A.A. Origins

The origins of Alcoholics Anonymous can be traced to the Oxford Group, a religious movement popular in the United States and Europe in the early 20th century. Members of the Oxford Group practiced a formula of self-improvement by performing self-inventory, admitting wrongs, making amends, using prayer and meditation, and carrying the message to others.

In the early 1930s, a well-to-do Rhode Islander, Rowland H., visited the noted Swiss psychoanalyst Carl Jung for help with his alcoholism. Jung determined that Rowland’s case was medically hopeless, and that he could only find relief through a vital spiritual experience. Jung directed him to the Oxford Group.

Rowland later introduced fellow Vermonter Edwin (“Ebby”) T. to the group, and the two men along with several others were finally able to keep from drinking by practicing the Oxford Group principles.

One of Ebby’s schoolmate friends from Vermont, and a drinking buddy, was Bill W. Ebby sought out his old friend at his home at 182 Clinton Street in Brooklyn, New York, to carry the message of hope.

Bill W. had been a golden boy on Wall Street, enjoying success and power as a stockbroker, but his promising career had been ruined by continuous and chronic alcoholism. Now, approaching 39 years of age, he was learning that his problem was hopeless, progressive, and irreversible. He had sought medical treatment at Towns Hospital in Manhattan, but he was still drinking.

Bill was, at first, unconvinced by Ebby’s story of transformation and the claims of the Oxford Group. But in December 1934, after again landing in Towns hospital for treatment, Bill underwent a powerful spiritual experience unlike any he had ever known. His depression and despair were lifted, and he felt free and at peace. Bill stopped drinking, and worked the rest of his life to bring that freedom and peace to other alcoholics. The roots of Alcoholics Anonymous were planted.

First International Conference of Young People in A.A.

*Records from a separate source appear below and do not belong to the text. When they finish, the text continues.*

//! ShelfSync Common Library
//!
//! Shared code for the ShelfSync workers including:
//! - Database entities, schema bootstrap, upserts and repository
//! - Catalog provider abstraction
//! - Identity normalization
//! - Availability cache backends and live event publishers
//! - Error types and handling
//! - Configuration management
//! - Metrics and observability

pub mod cache;
pub mod catalog;
pub mod config;
pub mod db;
pub mod errors;
pub mod events;
pub mod metrics;
pub mod normalize;
pub mod queue;
pub mod telemetry;

// Re-export commonly used types
pub use catalog::CatalogProvider;
pub use config::AppConfig;
pub use db::{DbPool, Repository};
pub use errors::{AppError, Result};

/// Application version
pub const VERSION: &str = env!("CARGO_PKG_VERSION");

In late April 1958, the first conference for A.A.’s younger members (then defined as those under age 40) is held at Hotel Niagara in Niagara Falls, New York. "The A.A. Exchange Bulletin" (the precursor to the newsletter Box 4-5-9) reports that the purpose of the International Conference of Young People in A.A. (ICYPAA) is “to provide delegates with a thorough rundown of the application of our A.A. program to the individual difficulties encountered by young people in dealing not only with alcoholism but also with the other problems peculiar to their generation.” ICYPAA is held annually.

Signing on in Singapore

Dick D., who regularly corresponds with G.S.O. New York, writes in March 1958 that the Singapore group, founded in 1957, now has 12 members and two likely prospects.

Dramatizations of alcoholism

When called upon, Alcoholics Anonymous plays an advisory role in the dramatization of alcoholism on television or in movies. In one instance, G.S.O. New York staff members work closely with scriptwriter J. P. Miller in preparation for the October 1958 broadcast of "The Days of Wine and Roses," a “Playhouse 90” production. The play, examining the lives of an alcoholic married couple seeking help from A.A., will reach an international audience when it is produced as a movie in 1962.

State of the Structure

As a service to readers, the January 1958 Grapevine prints a chart outlining A.A.’s services and the Conference structure. Text in the top box notes that “over 7,000 groups, including 500 in hospitals, prisons, and other institutions and 760 overseas, are registered at the General Service Headquarters.”

A prison group Down Under

A.A. groups in prisons had spread across the U.S. from 1942 onward and had also begun meeting in Canada, Ireland, and Finland. In 1958, Australia’s first known “group behind walls” is formed — the Magpie Prison Group at Fremantle Prison (right) in the port city of Fremantle, Western Australia.